The British landscape was also affected by events far away. Some time, millions of years, after the dinosaur extinction, at around 52 mya, the African plate (which contained what is today Spain) collided with the Eurasian plate. This formed the Alps and Pyrenees and the 'ripples' from this collision shaped the Weald and Wessex basins the 'Little Pyrenees' fold and thrust belt.

There are many gems to mine in This Volcanic Isle.  One of my personal favourites stems from my interest is an episode 56 mya, the Initial Eocene Thermal Maximum or Palaeocene-Eocene Thermal Maximum (as youngster geoscientists tell me we must call it these days) just a couple of hundred thousand years long (almost a blip in geological timescales) in which volcanic activity in the embryonic mid-North Atlantic injected carbon dioxide into the atmosphere raising global temperatures. Such a high global temperature combined with acidic seas allowed the formation of what would become sarsen rock, and it is this rock that was used to create part of Stonehenge.

Another, is the formation of the Thames Valley terraces over the course of the past couple of million years with the rise and fall of sea levels and land uplift. During the 1970s I went to school, and had my gap year with college, in Reading and I was used to cycling up and down and along these terraces. (The trick was to cycle along them as much as your route would allow without having to cycle between them.) Such sea level change, as well as vertical movement of the land, also resulted in raised beaches, my personal favourite being at Bembridge in the Isle of Wight.

Yet another is the view I enjoyed from Anglesey towards Snowdon. Anglesey is comparatively low and flat, yet just a few miles away there is a wall of rock with Snowdon and associated mountains. There is a fault between Snowdonia and Anglesey and the pressure between the two had to be relieved: something had to give and so Snowdonia was uplifted. The view from Anglesey to Snowdonia was one I took pleasure in while on a post-grad field trip in the early 1980s, and there is a photograph of a similar panorama in This Volcanic Isle.

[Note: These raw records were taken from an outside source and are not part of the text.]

use crate::{DEFAULT_LOG_DIRECTORY, DEFAULT_LOG_LEVEL, LogLevel};

use serde::Deserialize;

#[derive(Debug, Clone, Deserialize)]
#[serde(default)]
pub struct LoggingConfig {
    pub level: LogLevel,
    pub colored: bool,
    /// Log file name inside `dir`; stdout when unset
    pub file: Option<String>,
    pub dir: String,
}

impl Default for LoggingConfig {
    fn default() -> Self {
        Self {
            level: LogLevel(DEFAULT_LOG_LEVEL),
            colored: true,
            file: None,
            dir: String::from(DEFAULT_LOG_DIRECTORY),
        }
    }
}
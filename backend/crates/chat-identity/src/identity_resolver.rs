use crate::{
    CacheTtls, IdentityAuthority, IdentityError, ProfileStore, Result as IdentityErrorResult,
    StoreError, identity_cache_key, profile_cache_key,
};

use chat_cache::{CacheLayer, CacheLookup};
use chat_core::{LocalProfile, MergedIdentity, ProfileUpdate, RemoteIdentity, SubjectId};

use std::panic::Location;
use std::sync::Arc;

use error_location::ErrorLocation;
use log::{debug, warn};
use serde::de::DeserializeOwned;

/// Produces the merged identity view for a subject.
///
/// The remote identity and the local profile each run their own cache-aside
/// pipeline with their own TTL. Cache failures never reach the caller: a
/// broken cache only means every read goes to the source of record.
#[derive(Clone)]
pub struct IdentityResolver {
    cache: CacheLayer,
    authority: Arc<dyn IdentityAuthority>,
    profiles: Arc<dyn ProfileStore>,
    ttls: CacheTtls,
}

impl IdentityResolver {
    pub fn new(
        cache: CacheLayer,
        authority: Arc<dyn IdentityAuthority>,
        profiles: Arc<dyn ProfileStore>,
        ttls: CacheTtls,
    ) -> Self {
        Self {
            cache,
            authority,
            profiles,
            ttls,
        }
    }

    /// Remote identity is mandatory; the profile overlay is optional and any
    /// failure to obtain it resolves to "no profile".
    pub async fn resolve_full(&self, subject_id: SubjectId) -> IdentityErrorResult<MergedIdentity> {
        let remote = self.resolve_remote(subject_id).await?;
        let profile = self.resolve_profile(subject_id).await;

        Ok(MergedIdentity::merge(subject_id, remote, profile))
    }

    /// Authority record alone, through the `identity:` cache. No profile read.
    pub async fn resolve_identity(
        &self,
        subject_id: SubjectId,
    ) -> IdentityErrorResult<RemoteIdentity> {
        self.resolve_remote(subject_id).await
    }

    /// Write to the store, then invalidate the cached profile, then re-read.
    ///
    /// A failed write leaves the cache untouched.
    pub async fn update_profile(
        &self,
        subject_id: SubjectId,
        update: &ProfileUpdate,
    ) -> IdentityErrorResult<MergedIdentity> {
        update
            .validate()
            .map_err(|source| IdentityError::InvalidProfile {
                source,
                location: ErrorLocation::from(Location::caller()),
            })?;

        self.profiles
            .save_profile(subject_id, update)
            .await
            .map_err(|e| IdentityError::ProfileUpdateFailed {
                subject_id,
                message: e.to_string(),
                location: ErrorLocation::from(Location::caller()),
            })?;

        self.invalidate_profile(subject_id).await;

        self.resolve_full(subject_id).await
    }

    /// Drop the cached profile. Failures are logged only; the entry then
    /// expires on its TTL.
    pub async fn invalidate_profile(&self, subject_id: SubjectId) {
        let key = profile_cache_key(subject_id);
        if let Err(e) = self.cache.delete(&key).await {
            warn!("Failed to invalidate {key}: {e}");
        }
    }

    async fn resolve_remote(&self, subject_id: SubjectId) -> IdentityErrorResult<RemoteIdentity> {
        let key = identity_cache_key(subject_id);

        if let Some(identity) = self.cached::<RemoteIdentity>(&key).await {
            return Ok(identity);
        }

        let identity = self
            .authority
            .get_identity(subject_id)
            .await
            .map_err(|source| IdentityError::IdentityUnavailable {
                subject_id,
                source,
                location: ErrorLocation::from(Location::caller()),
            })?;

        if let Err(e) = self.cache.set(&key, &identity, self.ttls.identity).await {
            warn!("Failed to cache {key}: {e}");
        }

        Ok(identity)
    }

    async fn resolve_profile(&self, subject_id: SubjectId) -> Option<LocalProfile> {
        let key = profile_cache_key(subject_id);

        if let Some(profile) = self.cached::<LocalProfile>(&key).await {
            return Some(profile);
        }

        let profile = match self.profiles.get_profile(subject_id).await {
            Ok(profile) => profile,
            Err(StoreError::NotFound { .. }) => {
                debug!("No local profile for {subject_id}");
                return None;
            }
            Err(e) => {
                warn!("Profile store failed for {subject_id}, continuing without profile: {e}");
                return None;
            }
        };

        if let Err(e) = self.cache.set(&key, &profile, self.ttls.profile).await {
            warn!("Failed to cache {key}: {e}");
        }

        Some(profile)
    }

    /// Cache read where transport errors and corrupted entries count as misses.
    async fn cached<T: DeserializeOwned>(&self, key: &str) -> Option<T> {
        match self.cache.get::<T>(key).await {
            Ok(CacheLookup::Hit(value)) => Some(value),
            Ok(CacheLookup::Miss) => None,
            Ok(CacheLookup::Corrupted(reason)) => {
                warn!("Ignoring corrupted cache entry {key}: {reason}");
                None
            }
            Err(e) => {
                warn!("Cache read for {key} failed, falling back to source: {e}");
                None
            }
        }
    }
}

You will have your own favourites and a reasonably extensive subject index at the back of the book will enable you to look up key locations. So this book is not only a good straight read, it can be a reference work if you are planning to visit anywhere in Britain so you can get ahead of the game and appreciate the landscape.  The book also explores some historic geologists and their early works that laid the foundations for our modern geoscience understanding.

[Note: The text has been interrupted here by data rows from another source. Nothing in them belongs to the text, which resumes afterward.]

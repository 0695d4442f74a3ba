use crate::Result as CacheErrorResult;

use std::time::Duration;

use async_trait::async_trait;

/// Byte-level TTL key-value store.
#[async_trait]
pub trait CacheStore: Send + Sync {
    /// `Ok(None)` when the key is absent or expired.
    async fn get_raw(&self, key: &str) -> CacheErrorResult<Option<Vec<u8>>>;

    /// Overwrites any existing value.
    async fn set_raw(&self, key: &str, value: Vec<u8>, ttl: Duration) -> CacheErrorResult<()>;

    /// Absent keys are not an error.
    async fn delete(&self, key: &str) -> CacheErrorResult<()>;
}
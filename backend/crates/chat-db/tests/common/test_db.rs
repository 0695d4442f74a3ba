use chat_db::MIGRATOR;

use sqlx::SqlitePool;
use sqlx::sqlite::{SqliteConnectOptions, SqlitePoolOptions};

/// Creates an in-memory SQLite pool with migrations run
pub async fn create_test_pool() -> SqlitePool {
    let options = SqliteConnectOptions::new()
        .filename(":memory:")
        .create_if_missing(true);

    let pool = SqlitePoolOptions::new()
        .max_connections(1) // In-memory needs single connection
        .connect_with(options)
        .await
        .expect("Failed to create test pool");

    MIGRATOR
        .run(&pool)
        .await
        .expect("Failed to run migrations");

    pool
}

/// Stores a profile row with fixed timestamps, bypassing the repository
pub async fn insert_profile(pool: &SqlitePool, user_id: i64, first_name: &str, at: i64) {
    sqlx::query(
        "INSERT INTO user_profiles (user_id, first_name, created_at, updated_at) VALUES (?, ?, ?, ?)",
    )
    .bind(user_id)
    .bind(first_name)
    .bind(at)
    .bind(at)
    .execute(pool)
    .await
    .expect("Failed to insert profile");
}
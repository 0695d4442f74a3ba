use crate::{
    AuthConfig, BroadcastConfig, CONFIG_DIR_ENV, CONFIG_FILE_NAME, CacheConfig, ConfigError,
    ConfigErrorResult, DEFAULT_CONFIG_DIR, DatabaseConfig, IdentityConfig, LoggingConfig,
    ServerConfig, WebSocketConfig,
};

use std::path::{Path, PathBuf};

use log::info;
use serde::Deserialize;

#[derive(Debug, Clone, Deserialize, Default)]
#[serde(default)]
pub struct Config {
    pub server: ServerConfig,
    pub database: DatabaseConfig,
    pub auth: AuthConfig,
    pub cache: CacheConfig,
    pub identity: IdentityConfig,
    pub broadcast: BroadcastConfig,
    pub websocket: WebSocketConfig,
    pub logging: LoggingConfig,
}

impl Config {
    /// Load config.
    ///
    /// Loading order:
    /// 1. Check for CHAT_CONFIG_DIR env var, else use ./.chat/
    /// 2. Auto-create config directory if it doesn't exist
    /// 3. Load config.toml if it exists, else use defaults
    /// 4. Apply CHAT_* environment variable overrides
    ///
    /// Does NOT validate - call validate() after load().
    pub fn load() -> ConfigErrorResult<Self> {
        let config_dir = Self::config_dir()?;

        if !config_dir.exists() {
            std::fs::create_dir_all(&config_dir).map_err(|e| ConfigError::Io {
                path: config_dir.clone(),
                source: e,
            })?;
        }

        let config_path = config_dir.join(CONFIG_FILE_NAME);

        let mut config = if config_path.exists() {
            Self::load_toml(&config_path)?
        } else {
            Config::default()
        };

        config.apply_env_overrides();

        Ok(config)
    }

    fn load_toml(path: &Path) -> ConfigErrorResult<Self> {
        let contents = std::fs::read_to_string(path).map_err(|e| ConfigError::Io {
            path: path.to_path_buf(),
            source: e,
        })?;

        toml::from_str(&contents).map_err(|e| ConfigError::Toml {
            path: path.to_path_buf(),
            source: e,
        })
    }

    /// Priority: CHAT_CONFIG_DIR env var > ./.chat/ (relative to cwd)
    pub fn config_dir() -> ConfigErrorResult<PathBuf> {
        if let Ok(dir) = std::env::var(CONFIG_DIR_ENV) {
            return Ok(PathBuf::from(dir));
        }

        let cwd = std::env::current_dir()
            .map_err(|_| ConfigError::config("Cannot determine current working directory"))?;
        Ok(cwd.join(DEFAULT_CONFIG_DIR))
    }

    /// Validate all configuration.
    /// Call after load() to catch all errors at startup.
    pub fn validate(&self) -> ConfigErrorResult<()> {
        self.server.validate()?;
        self.database.validate()?;
        self.auth.validate()?;
        self.cache.validate()?;
        self.identity.validate()?;
        self.broadcast.validate()?;
        self.websocket.validate()?;

        Ok(())
    }

    pub fn database_path(&self) -> ConfigErrorResult<PathBuf> {
        Ok(Self::config_dir()?.join(&self.database.path))
    }

    pub fn bind_addr(&self) -> String {
        format!("{}:{}", self.server.host, self.server.port)
    }

    /// Log configuration summary (never logs secrets).
    pub fn log_summary(&self) {
        info!("Configuration loaded:");
        info!(
            "  server: {}:{} (max {} connections)",
            self.server.host, self.server.port, self.server.max_connections
        );
        info!("  database: {}", self.database.path);
        info!(
            "  auth: HS256 ({})",
            if self.auth.jwt_secret.is_some() {
                "secret set"
            } else {
                "secret missing"
            }
        );
        info!(
            "  cache: {:?}, identity ttl={}s, profile ttl={}s",
            self.cache.backend, self.cache.identity_ttl_secs, self.cache.profile_ttl_secs
        );
        info!(
            "  identity: {} (timeout {}s)",
            self.identity.base_url, self.identity.timeout_secs
        );

        if self.broadcast.is_unbounded() {
            info!("  broadcast: unbounded intake queue (no publisher backpressure)");
        } else {
            info!(
                "  broadcast: intake queue capacity {}",
                self.broadcast.queue_capacity
            );
        }

        info!("  websocket: buffer={}", self.websocket.send_buffer_size);
        info!(
            "  logging: {} (colored: {})",
            *self.logging.level, self.logging.colored
        );
    }

    fn apply_env_overrides(&mut self) {
        // Server
        Self::apply_env_string("CHAT_SERVER_HOST", &mut self.server.host);
        Self::apply_env_parse("CHAT_SERVER_PORT", &mut self.server.port);
        Self::apply_env_parse(
            "CHAT_SERVER_MAX_CONNECTIONS",
            &mut self.server.max_connections,
        );

        // Database
        Self::apply_env_string("CHAT_DATABASE_PATH", &mut self.database.path);

        // Auth
        Self::apply_env_option_string("CHAT_AUTH_JWT_SECRET", &mut self.auth.jwt_secret);

        // Cache
        Self::apply_env_parse("CHAT_CACHE_BACKEND", &mut self.cache.backend);
        Self::apply_env_option_string("CHAT_CACHE_REDIS_URL", &mut self.cache.redis_url);
        Self::apply_env_parse(
            "CHAT_CACHE_IDENTITY_TTL_SECS",
            &mut self.cache.identity_ttl_secs,
        );
        Self::apply_env_parse(
            "CHAT_CACHE_PROFILE_TTL_SECS",
            &mut self.cache.profile_ttl_secs,
        );

        // Identity authority
        Self::apply_env_string("CHAT_IDENTITY_BASE_URL", &mut self.identity.base_url);
        Self::apply_env_parse(
            "CHAT_IDENTITY_TIMEOUT_SECS",
            &mut self.identity.timeout_secs,
        );

        // Broadcast
        Self::apply_env_parse(
            "CHAT_BROADCAST_QUEUE_CAPACITY",
            &mut self.broadcast.queue_capacity,
        );

        // WebSocket
        Self::apply_env_parse(
            "CHAT_WS_SEND_BUFFER_SIZE",
            &mut self.websocket.send_buffer_size,
        );

        // Logging
        Self::apply_env_parse("CHAT_LOG_LEVEL", &mut self.logging.level);
        Self::apply_env_bool("CHAT_LOG_COLORED", &mut self.logging.colored);
        Self::apply_env_option_string("CHAT_LOG_FILE", &mut self.logging.file);
    }

    fn apply_env_string(var_name: &str, target: &mut String) {
        if let Ok(val) = std::env::var(var_name) {
            *target = val;
        }
    }

    /// Accepts "true"/"1"
    fn apply_env_bool(var_name: &str, target: &mut bool) {
        if let Ok(val) = std::env::var(var_name) {
            *target = val == "true" || val == "1";
        }
    }

    fn apply_env_parse<T: std::str::FromStr>(var_name: &str, target: &mut T) {
        if let Ok(val) = std::env::var(var_name)
            && let Ok(parsed) = val.parse()
        {
            *target = parsed;
        }
    }

    fn apply_env_option_string(var_name: &str, target: &mut Option<String>) {
        if let Ok(val) = std::env::var(var_name) {
            *target = Some(val);
        }
    }
}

Other than those with an interest in science yet not steeped in geology per se, this is one of those books that might be useful to those who have just taken A-level geology and are about to embark on a geoscience or related (geography, environmental science) degree. They will find the academic references at the book's rear of use in starting a deeper dive into some of the topics. (Here, school pupils who are prospective university students can learn how to use Google Scholar.) For everyone else, this is written at the proverbial New Scientist magazine level and so will be accessible to many with a more casual interest in science, and, of course, it will also appeal to amateur geologists.

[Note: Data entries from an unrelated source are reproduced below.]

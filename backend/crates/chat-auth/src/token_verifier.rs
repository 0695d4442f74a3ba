use crate::{AuthError, Claims, Result as AuthErrorResult};

use chat_core::SubjectId;

use std::panic::Location;

use chrono::{DateTime, Utc};
use error_location::ErrorLocation;
use jsonwebtoken::errors::ErrorKind;
use jsonwebtoken::{Algorithm, DecodingKey, Validation, decode};

/// Verifies HMAC-signed bearer tokens and yields the subject id.
///
/// Pure with respect to its inputs: the secret is fixed at construction and
/// the clock is passed to [`TokenVerifier::verify`].
pub struct TokenVerifier {
    decoding_key: DecodingKey,
    validation: Validation,
}

impl TokenVerifier {
    /// Accepts HS256, HS384 and HS512 tokens signed with `secret`.
    pub fn with_hs256(secret: &[u8]) -> Self {
        let mut validation = Validation::new(Algorithm::HS256);
        validation.algorithms = vec![Algorithm::HS256, Algorithm::HS384, Algorithm::HS512];
        // exp is checked in verify() against the caller's clock, and may be a string
        validation.validate_exp = false;
        validation.validate_nbf = false;
        validation.validate_aud = false;
        validation.required_spec_claims.clear();

        Self {
            decoding_key: DecodingKey::from_secret(secret),
            validation,
        }
    }

    /// Verify `token` as of `now` and return its subject id.
    #[track_caller]
    pub fn verify(&self, token: &str, now: DateTime<Utc>) -> AuthErrorResult<SubjectId> {
        let token_data = decode::<Claims>(token, &self.decoding_key, &self.validation)
            .map_err(|e| match e.kind() {
                ErrorKind::InvalidSignature => AuthError::InvalidSignature {
                    location: ErrorLocation::from(Location::caller()),
                },
                ErrorKind::InvalidAlgorithm => AuthError::Malformed {
                    message: "unexpected signing algorithm".to_string(),
                    location: ErrorLocation::from(Location::caller()),
                },
                _ => AuthError::Malformed {
                    message: e.to_string(),
                    location: ErrorLocation::from(Location::caller()),
                },
            })?;

        let claims = token_data.claims;

        let expires_at = claims.expires_at()?;
        if expires_at < now.timestamp() {
            return Err(AuthError::Expired {
                expired_at: expires_at,
                location: ErrorLocation::from(Location::caller()),
            });
        }

        claims.subject_id()
    }

    /// Verify against the current wall clock
    #[track_caller]
    pub fn verify_now(&self, token: &str) -> AuthErrorResult<SubjectId> {
        self.verify(token, Utc::now())
    }
}
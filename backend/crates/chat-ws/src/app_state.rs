use crate::{BroadcastDispatcher, ConnectionConfig, ConnectionRegistry, Metrics, ShutdownCoordinator};

use chat_auth::TokenVerifier;
use chat_identity::IdentityResolver;

use std::sync::Arc;

/// Shared application state for chat and profile handlers
#[derive(Clone)]
pub struct AppState {
    pub verifier: Arc<TokenVerifier>,
    pub resolver: IdentityResolver,
    pub registry: ConnectionRegistry,
    pub dispatcher: BroadcastDispatcher,
    pub metrics: Metrics,
    pub shutdown: ShutdownCoordinator,
    pub config: ConnectionConfig,
}
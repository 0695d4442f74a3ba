pub mod cache_keys;
pub mod error;
pub mod http_authority;
pub mod identity_authority;
pub mod identity_resolver;
pub mod profile_store;

pub use cache_keys::{CacheTtls, identity_cache_key, profile_cache_key};
pub use error::{IdentityError, Result};
pub use http_authority::HttpIdentityAuthority;
pub use identity_authority::{AuthorityError, IdentityAuthority};
pub use identity_resolver::IdentityResolver;
pub use profile_store::{ProfileStore, StoreError};

#[cfg(test)]
mod tests;
pub mod subject_id;
use crate::error::{Result as ServerErrorResult, ServerError};

use std::panic::Location;

use axum::http::{StatusCode, header};
use axum::response::{IntoResponse, Response};
use error_location::ErrorLocation;
use metrics_exporter_prometheus::{PrometheusBuilder, PrometheusHandle};

/// Install the process-wide Prometheus recorder.
///
/// Fails if another recorder is already installed.
#[track_caller]
pub fn install_recorder() -> ServerErrorResult<PrometheusHandle> {
    PrometheusBuilder::new()
        .install_recorder()
        .map_err(|e| ServerError::Metrics {
            message: format!("Failed to install Prometheus recorder: {e}"),
            location: ErrorLocation::from(Location::caller()),
        })
}

/// GET /metrics - Prometheus text exposition
pub fn render(handle: &PrometheusHandle) -> Response {
    (
        StatusCode::OK,
        [(header::CONTENT_TYPE, "text/plain; version=0.0.4")],
        handle.render(),
    )
        .into_response()
}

The book ends with a hypothetical question and a scenario just set a decade in the future: could Britain see the birth of a new volcano?  This, as the author himself points out, is unlikely, but not impossible.

Britain is a fascinating country with a rich human history going back thousands of years of which modern Americans might be envious. There is its landscape ecology, modern society, multiculturalism and much else to enjoy.  But don't forget its geology which provides the foundation for it all.  Here, Robert Muir-Wood, provides an intriguing introduction. No geological hammer required.